Blueprint
T

Домашнее чтение 

ФОТО:
АРХИВЫ ПРЕСС-СЛУЖБ

Продлеваем праздничные каникулы: с 19 по 21 января в Доме творчества Переделкино соберутся участники нашего Reading Camp. Будем вести дневники, гулять по городку писателей и беседовать с культурологами и писателями. Накануне «книжного ретрита» журналист Юрий Сапрыкин, филолог Игорь Кириенков, писательница, преподаватель Гарварда Ольга Брейнингер и звезда автофикшна Светлана Павлова собрали список литературы для вдохновения. Доставайте дневники, записывайте домашнее задание — и ведите их по примеру великих: от Владимира Набокова до Дианы Вриланд.

Юрий Сапрыкин, журналист и критик  

Лидия Гинзбург. «Записные книжки»

Александр Шмеман. «Дневник»

Крупнейший литературовед советского времени, Гинзбург несколько десятилетий ведет свои записи — почти ничего не сообщая в них о себе: она следит за тем, как меняются люди вокруг, понимание науки и искусства, само время. «Записные книжки» Гинзбург — школа наблюдательности и трезвости ума.

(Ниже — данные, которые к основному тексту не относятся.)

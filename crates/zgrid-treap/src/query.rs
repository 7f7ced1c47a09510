//! Point lookups and ordered node access.

use crate::node::{self, RangeNode};
use crate::treap::SpatialTreap;

impl<V> SpatialTreap<V> {
    /// Value stored at `(x, y, z)`, if any.
    ///
    /// Under [`CoordPolicy::Reject`](crate::CoordPolicy::Reject) a
    /// coordinate outside the codec domain is never stored, so this
    /// returns `None`.
    pub fn get(&self, x: i32, y: i32, z: i32) -> Option<&V> {
        let key = self.read_key([x, y, z])?;
        self.get_key(key)
    }

    /// Value stored at curve key `key`, if any.
    pub fn get_key(&self, key: u64) -> Option<&V> {
        node::find(&self.root, key).map(|n| &n.value)
    }

    /// The node covering the smallest stored key.
    pub fn first_node(&self) -> Option<&RangeNode<V>> {
        node::first(&self.root)
    }

    /// The node with the smallest `lo` strictly greater than `after`.
    ///
    /// Walking `first_node` then `next_node(prev.hi())` visits every node
    /// in key order without allocating.
    pub fn next_node(&self, after: u64) -> Option<&RangeNode<V>> {
        node::next_after(&self.root, after)
    }
}
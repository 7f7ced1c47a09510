//! Zero-cost tracing helpers.
//!
//! With the `tracing` feature enabled these macros forward to the
//! `tracing` crate; without it they expand to nothing.
//!
//! ```bash
//! RUST_LOG=zgrid_treap=trace cargo test -p zgrid-treap --features tracing
//! ```

#![allow(unused_macros, unused_imports)]

/// Trace-level event. No-op without the `tracing` feature.
#[cfg(feature = "tracing")]
macro_rules! trace_log {
    ($($arg:tt)*) => {
        tracing::trace!($($arg)*)
    };
}

#[cfg(not(feature = "tracing"))]
macro_rules! trace_log {
    ($($arg:tt)*) => {};
}

/// Debug-level event. No-op without the `tracing` feature.
#[cfg(feature = "tracing")]
macro_rules! debug_log {
    ($($arg:tt)*) => {
        tracing::debug!($($arg)*)
    };
}

#[cfg(not(feature = "tracing"))]
macro_rules! debug_log {
    ($($arg:tt)*) => {};
}

pub(crate) use debug_log;
pub(crate) use trace_log;
//! Invariant-check errors reported by [`SpatialTreap::validate`](crate::SpatialTreap::validate).

use std::fmt;

/// A structural invariant that does not hold.
///
/// Only produced by `validate()`, which tests call after mutations.
/// Production paths never construct these.
#[derive(Clone, Debug, PartialEq, Eq)]
pub enum ValidationError {
    /// A node has `lo > hi`.
    EmptyRange {
        /// Node lower bound.
        lo: u64,
        /// Node upper bound.
        hi: u64,
    },
    /// A node's range is not strictly between its ancestors' bounds.
    OrderViolation {
        /// Lower bound of the misplaced node.
        lo: u64,
    },
    /// A child's priority exceeds its parent's.
    HeapViolation {
        /// Lower bound of the parent.
        parent_lo: u64,
        /// Lower bound of the child.
        child_lo: u64,
    },
    /// Two key-adjacent nodes hold equal values.
    UnmergedNeighbours {
        /// Upper bound of the first node (the second starts one key later).
        boundary: u64,
    },
    /// A node extends past the largest curve key.
    KeyOutOfDomain {
        /// The node's upper bound.
        hi: u64,
    },
}

impl fmt::Display for ValidationError {
    fn fmt(&self, f: &mut fmt::Formatter<'_>) -> fmt::Result {
        match self {
            Self::EmptyRange { lo, hi } => write!(f, "node range {lo:#x}..={hi:#x} is empty"),
            Self::OrderViolation { lo } => write!(f, "node at {lo:#x} breaks key order"),
            Self::HeapViolation {
                parent_lo,
                child_lo,
            } => write!(
                f,
                "child {child_lo:#x} outranks parent {parent_lo:#x} in priority"
            ),
            Self::UnmergedNeighbours { boundary } => {
                write!(f, "equal-valued nodes meet unmerged after {boundary:#x}")
            }
            Self::KeyOutOfDomain { hi } => write!(f, "node ends beyond key domain at {hi:#x}"),
        }
    }
}

impl std::error::Error for ValidationError {}
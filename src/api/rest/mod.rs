//! REST API module for HTTP endpoints
//!
//! - `GET /movies` - All movies in catalog order
//! - `GET /movies/by_category` - Movies whose category contains a substring
//! - `GET /movies/:id` - Single movie
//! - `GET /chatbot` - Keyword search with synonym expansion

pub mod chatbot;
pub mod movies;

use serde::{Deserialize, Serialize};

/// Standard API response wrapper
#[derive(Debug, Serialize, Deserialize)]
pub struct ApiResponse<T> {
    /// Response data
    pub data: T,
    /// Total count (for list responses)
    #[serde(skip_serializing_if = "Option::is_none")]
    pub total: Option<usize>,
}

impl<T> ApiResponse<T> {
    pub fn new(data: T) -> Self {
        Self { data, total: None }
    }

    pub fn with_total(data: T, total: usize) -> Self {
        Self {
            data,
            total: Some(total),
        }
    }
}

/// API error response
#[derive(Debug, Serialize, Deserialize)]
pub struct ApiError {
    pub error: String,
    pub code: String,
}

impl ApiError {
    pub fn not_found(message: impl Into<String>) -> Self {
        Self {
            error: message.into(),
            code: "NOT_FOUND".to_string(),
        }
    }

    pub fn unavailable(message: impl Into<String>) -> Self {
        Self {
            error: message.into(),
            code: "SERVICE_UNAVAILABLE".to_string(),
        }
    }

    pub fn internal(message: impl Into<String>) -> Self {
        Self {
            error: message.into(),
            code: "INTERNAL_ERROR".to_string(),
        }
    }
}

Записи, которые вел в 1970-е годы один из известнейших православных священников русского зарубежья. Размышления о том, что не так с церковью и политикой, спор с современностью, который понятен и сегодня, поиски истины — в природе, в искусстве и внутри самого себя. Текст написан почти что нашим современником — но по чистоте и ясности языка близок скорее Чехову и Бунину.

Игорь Кириенков, филолог и критик 

Геннадий Барабтарло.
«Я/сновидения Набокова»

Один из самых странных набоковских текстов — дневник сновидений. Писатель вел его, проверяя теорию британского изобретателя Уильяма Данна о том, что во сне мы путешествуем во времени, что и объясняет эффект дежавю. Экспериментальный дневник великого автора — это и образчик его спонтанной, спросонья, прозы, и тизер тем, занимавших Набокова в конце 1960-1970-х, и удивительный автобиографический документ.

Светлана Павлова, писательница 

Наталия Мещанинова. Рассказы. 

Эта небольшая книга, выросшая из постов на фейсбуке, — пример запредельной искренности и умения писать без оглядки на страх «а что подумают другие?». Особенно удивительно, что страшная исповедь о пережитом насилии и предательстве матери рассказана спокойно, местами с иронией, без надрыва и заламывания рук. Ты словно слушаешь ее прямо у автора на кухне.

Ольга Брейнингер, писательница и преподаватель Гарвардского университета

Дмитрий Данилов. «Горизонтальное положение» 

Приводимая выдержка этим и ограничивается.